It was a verbal message which he gave me, and I was to deliver it in person to the commandant of the battery at Raincy. It bore its fruit upon the 27th, when the cross-fire from Raincy and Noisy-le-Grand destroyed the new French fort upon Mount Avron in a snowstorm.
"There is a horse ready for you at the stables," said the Colonel, and with a nod he turned again to his scrap of paper. I saluted and walked to the door. As my hand was on the knob he called me back.
"What do you make of it?" he asked, holding the paper out to me. "It was picked out of the Marne in a sealed wine-bottle."

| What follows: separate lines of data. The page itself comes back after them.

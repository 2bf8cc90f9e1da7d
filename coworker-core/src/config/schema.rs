//! Configuration schema definitions

use serde::{Deserialize, Serialize};
use std::collections::HashMap;

/// Root configuration for the coworker bridge
#[derive(Debug, Clone, Serialize, Deserialize, Default)]
pub struct Config {
    /// WhatsApp bridge configuration
    #[serde(default)]
    pub whatsapp: WhatsAppConfig,
    /// Logging configuration
    #[serde(default)]
    pub logging: LoggingConfig,
}

/// Logging configuration
#[derive(Debug, Clone, Serialize, Deserialize)]
pub struct LoggingConfig {
    /// Default log level (trace, debug, info, warn, error)
    #[serde(default = "default_log_level")]
    pub level: String,
    /// Log format (text, json)
    #[serde(default = "default_log_format")]
    pub format: String,
    /// Directory for log files
    #[serde(default = "default_log_dir")]
    pub dir: String,
    /// Module-specific overrides
    #[serde(default)]
    pub overrides: HashMap<String, String>,
}

fn default_log_level() -> String {
    "info".to_string()
}

fn default_log_format() -> String {
    "text".to_string()
}

fn default_log_dir() -> String {
    "logs".to_string()
}

impl Default for LoggingConfig {
    fn default() -> Self {
        Self {
            level: default_log_level(),
            format: default_log_format(),
            dir: default_log_dir(),
            overrides: HashMap::new(),
        }
    }
}

/// WhatsApp bridge configuration
#[derive(Debug, Clone, Serialize, Deserialize)]
pub struct WhatsAppConfig {
    /// Whether the bridge should connect at startup
    #[serde(default)]
    pub enabled: bool,
    /// Directory holding persisted socket credentials
    #[serde(default = "default_auth_dir")]
    pub auth_dir: String,
    /// Path to the policy store JSON document
    #[serde(default = "default_store_path")]
    pub store_path: String,
    /// Debounce window for coalescing inbound texts, in milliseconds
    #[serde(default = "default_debounce_ms")]
    pub debounce_ms: u64,
    /// Ceiling on a single agent call, in milliseconds
    #[serde(default = "default_agent_timeout_ms")]
    pub agent_timeout_ms: u64,
    /// Echo-tracker retention, in milliseconds
    #[serde(default = "default_sent_tracker_ttl_ms")]
    pub sent_tracker_ttl_ms: u64,
    /// Pairing-code validity window, in milliseconds
    #[serde(default = "default_pairing_ttl_ms")]
    pub pairing_ttl_ms: u64,
    /// Group metadata cache TTL, in milliseconds
    #[serde(default = "default_group_meta_ttl_ms")]
    pub group_meta_ttl_ms: u64,
    /// Maximum characters per outbound text chunk
    #[serde(default = "default_max_text_chunk")]
    pub max_text_chunk: usize,
    /// Reconnect backoff ceiling, in milliseconds
    #[serde(default = "default_reconnect_ceiling_ms")]
    pub reconnect_ceiling_ms: u64,
    /// Maximum reconnect attempts before giving up
    #[serde(default = "default_reconnect_max_attempts")]
    pub reconnect_max_attempts: u32,
}

fn default_auth_dir() -> String {
    "whatsapp-auth".to_string()
}
fn default_store_path() -> String {
    "whatsapp-store.json".to_string()
}
fn default_debounce_ms() -> u64 {
    2_000
}
fn default_agent_timeout_ms() -> u64 {
    5 * 60 * 1_000
}
fn default_sent_tracker_ttl_ms() -> u64 {
    10 * 60 * 1_000
}
fn default_pairing_ttl_ms() -> u64 {
    60 * 60 * 1_000
}
fn default_group_meta_ttl_ms() -> u64 {
    5 * 60 * 1_000
}
fn default_max_text_chunk() -> usize {
    3_800
}
fn default_reconnect_ceiling_ms() -> u64 {
    30_000
}
fn default_reconnect_max_attempts() -> u32 {
    10
}

impl Default for WhatsAppConfig {
    fn default() -> Self {
        Self {
            enabled: false,
            auth_dir: default_auth_dir(),
            store_path: default_store_path(),
            debounce_ms: default_debounce_ms(),
            agent_timeout_ms: default_agent_timeout_ms(),
            sent_tracker_ttl_ms: default_sent_tracker_ttl_ms(),
            pairing_ttl_ms: default_pairing_ttl_ms(),
            group_meta_ttl_ms: default_group_meta_ttl_ms(),
            max_text_chunk: default_max_text_chunk(),
            reconnect_ceiling_ms: default_reconnect_ceiling_ms(),
            reconnect_max_attempts: default_reconnect_max_attempts(),
        }
    }
}

#[cfg(test)]
mod tests {
    use super::*;

    #[test]
    fn test_whatsapp_config_defaults() {
        let cfg = WhatsAppConfig::default();
        assert!(!cfg.enabled);
        assert_eq!(cfg.debounce_ms, 2_000);
        assert_eq!(cfg.agent_timeout_ms, 300_000);
        assert_eq!(cfg.max_text_chunk, 3_800);
        assert_eq!(cfg.reconnect_max_attempts, 10);
    }

    #[test]
    fn test_config_round_trips_through_json() {
        let cfg = Config::default();
        let json = serde_json::to_string(&cfg).unwrap();
        let back: Config = serde_json::from_str(&json).unwrap();
        assert_eq!(back.whatsapp.store_path, cfg.whatsapp.store_path);
    }
}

I took the paper, and saw that a single sentence was written upon it in a round and laborious hand with the words mis-spelt. The meaning of the sentence seemed simple enough. It was apparently a message from a M. Bonnet to his son in the Mobiles at Paris, and it stated that the big black sow had had a litter of fifteen.
"What do you make of it?" repeated the Colonel.

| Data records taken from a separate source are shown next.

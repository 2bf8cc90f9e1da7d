//! Policy store: allowlist, pairings, group config, and a key-value bag.

use async_trait::async_trait;
use serde::{Deserialize, Serialize};
use std::collections::HashMap;
use std::path::{Path, PathBuf};
use std::sync::RwLock;
use thiserror::Error;
use tokio::sync::Mutex as AsyncMutex;
use tracing::warn;

#[derive(Debug, Error)]
pub enum StoreError {
    #[error("I/O error: {0}")]
    Io(#[from] std::io::Error),
    #[error("serialization error: {0}")]
    Serialization(#[from] serde_json::Error),
}

pub type Result<T> = std::result::Result<T, StoreError>;

#[derive(Debug, Clone, Serialize, Deserialize)]
pub struct AllowlistEntry {
    pub phone: String,
    pub raw_id: Option<String>,
    pub label: Option<String>,
    pub created_at: i64,
}

#[derive(Debug, Clone, Serialize, Deserialize)]
pub struct PairingEntry {
    pub code: String,
    pub raw_id: String,
    pub created_at: i64,
    pub expires_at: i64,
}

#[derive(Debug, Clone, Copy, PartialEq, Eq, Serialize, Deserialize)]
#[serde(rename_all = "snake_case")]
pub enum GroupMode {
    All,
    Mentions,
    Observe,
}

#[derive(Debug, Clone, Serialize, Deserialize)]
pub struct GroupEntry {
    pub group_id: String,
    pub group_name: Option<String>,
    pub mode: GroupMode,
    pub enabled: bool,
    pub created_at: i64,
}

/// Result of a group eligibility lookup: whether the group is eligible to
/// be processed at all, and under which mode.
#[derive(Debug, Clone, Copy)]
pub struct GroupConfig {
    pub allowed: bool,
    pub mode: GroupMode,
}

/// Fields accepted when upserting an allowlist entry.
#[derive(Debug, Clone, Default)]
pub struct AllowlistUpsert {
    pub raw_id: Option<String>,
    pub label: Option<String>,
}

/// The narrow interface the Bridge depends on. Backend (JSON file, SQL,
/// key-value) is an implementation detail; for testability it is injectable.
#[async_trait]
pub trait PolicyStore: Send + Sync {
    /// Fail-closed: any read failure must be treated as `false` by the
    /// implementation, not propagated.
    async fn is_allowed(&self, raw_id: &str, phone: &str) -> bool;
    async fn get_allowlist_entry(&self, phone: &str) -> Option<AllowlistEntry>;
    async fn add_to_allowlist(&self, phone: &str, fields: AllowlistUpsert) -> Result<()>;
    async fn remove_from_allowlist(&self, phone_or_raw_id: &str) -> Result<()>;

    async fn find_active_pairing(&self, raw_id: &str, now: i64) -> Option<PairingEntry>;
    async fn create_pairing(&self, code: &str, raw_id: &str, expires_at: i64) -> Result<()>;
    async fn clean_expired_pairings(&self, raw_id: &str, now: i64) -> Result<()>;
    async fn get_pairing(&self, code: &str) -> Option<PairingEntry>;
    async fn delete_pairing(&self, code: &str) -> Result<()>;

    /// Fail-closed: any read failure must be treated as not-allowed.
    async fn get_group_config(&self, group_id: &str) -> GroupConfig;
    async fn list_groups(&self) -> Vec<GroupEntry>;
    async fn add_group(&self, entry: GroupEntry) -> Result<()>;
    async fn update_group(&self, group_id: &str, mode: Option<GroupMode>, enabled: Option<bool>) -> Result<()>;
    async fn remove_group(&self, group_id: &str) -> Result<()>;

    async fn get_config(&self, key: &str) -> Option<String>;
    async fn set_config(&self, key: &str, value: &str) -> Result<()>;
}

#[derive(Debug, Default, Serialize, Deserialize)]
struct Document {
    #[serde(default)]
    allowlist: Vec<AllowlistEntry>,
    #[serde(default)]
    pairings: Vec<PairingEntry>,
    #[serde(default)]
    groups: Vec<GroupEntry>,
    #[serde(default)]
    config: HashMap<String, String>,
}

/// A single JSON document on disk, guarded by a write mutex so concurrent
/// mutations serialize; reads take a consistent in-memory snapshot.
pub struct JsonPolicyStore {
    path: PathBuf,
    doc: RwLock<Document>,
    write_lock: AsyncMutex<()>,
}

impl JsonPolicyStore {
    pub fn load<P: AsRef<Path>>(path: P) -> Result<Self> {
        let path = path.as_ref().to_path_buf();
        let doc = if path.exists() {
            let content = std::fs::read_to_string(&path)?;
            if content.trim().is_empty() {
                Document::default()
            } else {
                match serde_json::from_str(&content) {
                    Ok(doc) => doc,
                    Err(e) => {
                        warn!(path = %path.display(), error = %e, "corrupt policy store, starting empty");
                        Document::default()
                    }
                }
            }
        } else {
            Document::default()
        };

        Ok(Self {
            path,
            doc: RwLock::new(doc),
            write_lock: AsyncMutex::new(()),
        })
    }

    async fn persist(&self) -> Result<()> {
        let _guard = self.write_lock.lock().await;
        let snapshot = {
            let doc = self.doc.read().unwrap_or_else(|e| e.into_inner());
            serde_json::to_string_pretty(&*doc)?
        };
        if let Some(parent) = self.path.parent() {
            std::fs::create_dir_all(parent)?;
        }
        let tmp = self.path.with_extension("json.tmp");
        std::fs::write(&tmp, snapshot)?;
        std::fs::rename(&tmp, &self.path)?;
        Ok(())
    }
}

#[async_trait]
impl PolicyStore for JsonPolicyStore {
    async fn is_allowed(&self, raw_id: &str, phone: &str) -> bool {
        let doc = match self.doc.read() {
            Ok(d) => d,
            Err(_) => return false,
        };
        doc.allowlist
            .iter()
            .any(|e| e.phone == phone || e.raw_id.as_deref() == Some(raw_id))
    }

    async fn get_allowlist_entry(&self, phone: &str) -> Option<AllowlistEntry> {
        let doc = self.doc.read().ok()?;
        doc.allowlist.iter().find(|e| e.phone == phone).cloned()
    }

    async fn add_to_allowlist(&self, phone: &str, fields: AllowlistUpsert) -> Result<()> {
        {
            let mut doc = self.doc.write().unwrap_or_else(|e| e.into_inner());
            if let Some(existing) = doc.allowlist.iter_mut().find(|e| e.phone == phone) {
                existing.raw_id = fields.raw_id.or_else(|| existing.raw_id.clone());
                existing.label = fields.label.or_else(|| existing.label.clone());
            } else {
                doc.allowlist.push(AllowlistEntry {
                    phone: phone.to_string(),
                    raw_id: fields.raw_id,
                    label: fields.label,
                    created_at: now_unix(),
                });
            }
        }
        self.persist().await
    }

    async fn remove_from_allowlist(&self, phone_or_raw_id: &str) -> Result<()> {
        {
            let mut doc = self.doc.write().unwrap_or_else(|e| e.into_inner());
            doc.allowlist
                .retain(|e| e.phone != phone_or_raw_id && e.raw_id.as_deref() != Some(phone_or_raw_id));
        }
        self.persist().await
    }

    async fn find_active_pairing(&self, raw_id: &str, now: i64) -> Option<PairingEntry> {
        let doc = self.doc.read().ok()?;
        doc.pairings
            .iter()
            .find(|p| p.raw_id == raw_id && p.expires_at > now)
            .cloned()
    }

    async fn create_pairing(&self, code: &str, raw_id: &str, expires_at: i64) -> Result<()> {
        {
            let mut doc = self.doc.write().unwrap_or_else(|e| e.into_inner());
            doc.pairings.push(PairingEntry {
                code: code.to_string(),
                raw_id: raw_id.to_string(),
                created_at: now_unix(),
                expires_at,
            });
        }
        self.persist().await
    }

    async fn clean_expired_pairings(&self, raw_id: &str, now: i64) -> Result<()> {
        {
            let mut doc = self.doc.write().unwrap_or_else(|e| e.into_inner());
            doc.pairings
                .retain(|p| p.raw_id != raw_id || p.expires_at > now);
        }
        self.persist().await
    }

    async fn get_pairing(&self, code: &str) -> Option<PairingEntry> {
        let doc = self.doc.read().ok()?;
        doc.pairings.iter().find(|p| p.code == code).cloned()
    }

    async fn delete_pairing(&self, code: &str) -> Result<()> {
        {
            let mut doc = self.doc.write().unwrap_or_else(|e| e.into_inner());
            doc.pairings.retain(|p| p.code != code);
        }
        self.persist().await
    }

    async fn get_group_config(&self, group_id: &str) -> GroupConfig {
        let doc = match self.doc.read() {
            Ok(d) => d,
            Err(_) => {
                return GroupConfig {
                    allowed: false,
                    mode: GroupMode::Mentions,
                }
            }
        };
        match doc.groups.iter().find(|g| g.group_id == group_id) {
            Some(entry) if entry.enabled => GroupConfig {
                allowed: true,
                mode: entry.mode,
            },
            _ => GroupConfig {
                allowed: false,
                mode: GroupMode::Mentions,
            },
        }
    }

    async fn list_groups(&self) -> Vec<GroupEntry> {
        self.doc
            .read()
            .map(|d| d.groups.clone())
            .unwrap_or_default()
    }

    async fn add_group(&self, entry: GroupEntry) -> Result<()> {
        {
            let mut doc = self.doc.write().unwrap_or_else(|e| e.into_inner());
            doc.groups.retain(|g| g.group_id != entry.group_id);
            doc.groups.push(entry);
        }
        self.persist().await
    }

    async fn update_group(
        &self,
        group_id: &str,
        mode: Option<GroupMode>,
        enabled: Option<bool>,
    ) -> Result<()> {
        {
            let mut doc = self.doc.write().unwrap_or_else(|e| e.into_inner());
            if let Some(entry) = doc.groups.iter_mut().find(|g| g.group_id == group_id) {
                if let Some(mode) = mode {
                    entry.mode = mode;
                }
                if let Some(enabled) = enabled {
                    entry.enabled = enabled;
                }
            }
        }
        self.persist().await
    }

    async fn remove_group(&self, group_id: &str) -> Result<()> {
        {
            let mut doc = self.doc.write().unwrap_or_else(|e| e.into_inner());
            doc.groups.retain(|g| g.group_id != group_id);
        }
        self.persist().await
    }

    async fn get_config(&self, key: &str) -> Option<String> {
        self.doc.read().ok()?.config.get(key).cloned()
    }

    async fn set_config(&self, key: &str, value: &str) -> Result<()> {
        {
            let mut doc = self.doc.write().unwrap_or_else(|e| e.into_inner());
            doc.config.insert(key.to_string(), value.to_string());
        }
        self.persist().await
    }
}

fn now_unix() -> i64 {
    std::time::SystemTime::now()
        .duration_since(std::time::UNIX_EPOCH)
        .map(|d| d.as_secs() as i64)
        .unwrap_or(0)
}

"Why, that M. Bonnet's black sow has farrowed fifteen," said I.
I handed the paper back. The Colonel looked at it again, shrugged his shoulders, and laughed.

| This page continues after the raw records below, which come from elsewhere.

//! Error types shared by coworker bridge crates

use thiserror::Error;

/// The main error type for ambient (config/IO) operations
#[derive(Error, Debug)]
pub enum Error {
    /// Configuration errors
    #[error("Configuration error: {0}")]
    Config(String),

    /// I/O errors
    #[error("I/O error: {0}")]
    Io(#[from] std::io::Error),

    /// Serialization errors
    #[error("Serialization error: {0}")]
    Serialization(String),

    /// Validation errors
    #[error("Validation error: {0}")]
    Validation(String),

    /// Not found errors
    #[error("Not found: {0}")]
    NotFound(String),

    /// Internal errors
    #[error("Internal error: {0}")]
    Internal(String),
}

/// A specialized Result type for ambient operations
pub type Result<T> = std::result::Result<T, Error>;

impl From<serde_json::Error> for Error {
    fn from(e: serde_json::Error) -> Self {
        Error::Serialization(e.to_string())
    }
}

"Well, after all, perhaps it does mean no more than that," said he.
But for the Colonel's suspicions I should not have given another thought to that mis-spelt scrawl. M. Bonnet was probably some little farmer engrossed in his pigs and cows, who thought that no message could be more consoling to his son locked up in Paris than this great news about the black sow. The Colonel's anxiety, however, fixed it for awhile in my mind.
The wildest rumours were flying about our camp at that time, as I think will always happen when you have a large body of men living under a great strain of cold and privation and peril. They perplexed the seasoned officers and they were readily swallowed by the youngsters, of whom I was one. Now, this scrap of paper happened to fit in with the rumour which most of all exercised our imaginations.